- Task to carry out -
Each line holding the word "regex" must appear in the answer, copied from the entries.

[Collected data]
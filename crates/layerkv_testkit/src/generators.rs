//! Property-based test generators using proptest.
//!
//! Provides strategies for generating random keys, values, and operation
//! sequences against the store contract.

use proptest::prelude::*;

/// One operation against a store.
///
/// `Commit` and `Rollback` are legal even with no open transaction; the
/// store answers them with an error and must stay unchanged, so generated
/// sequences deliberately include them at depth zero.
#[derive(Debug, Clone, PartialEq, Eq)]
pub enum Op {
    /// `set(key, value)`.
    Set(String, String),
    /// `get(key)`.
    Get(String),
    /// `delete(key)`.
    Delete(String),
    /// `begin()`.
    Begin,
    /// `commit()`.
    Commit,
    /// `rollback()`.
    Rollback,
}

/// Strategy for generating keys.
///
/// A small alphabet keeps collisions frequent so layered shadowing actually
/// gets exercised.
pub fn key_strategy() -> impl Strategy<Value = String> {
    prop::string::string_regex("[a-e][0-9]?").expect("invalid key regex")
}

/// Strategy for generating values.
pub fn value_strategy() -> impl Strategy<Value = String> {
    prop::string::string_regex("[a-z]{1,8}").expect("invalid value regex")
}

/// Strategy for generating a single operation.
pub fn op_strategy() -> impl Strategy<Value = Op> {
    prop_oneof![
        3 => (key_strategy(), value_strategy()).prop_map(|(k, v)| Op::Set(k, v)),
        3 => key_strategy().prop_map(Op::Get),
        2 => key_strategy().prop_map(Op::Delete),
        2 => Just(Op::Begin),
        2 => Just(Op::Commit),
        1 => Just(Op::Rollback),
    ]
}

/// Strategy for generating an operation sequence.
pub fn op_sequence_strategy(max_len: usize) -> impl Strategy<Value = Vec<Op>> {
    prop::collection::vec(op_strategy(), 0..max_len)
}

- Solution to this problem -
    prop::string::string_regex("[a-e][0-9]?").expect("invalid key regex")
    prop::string::string_regex("[a-z]{1,8}").expect("invalid value regex")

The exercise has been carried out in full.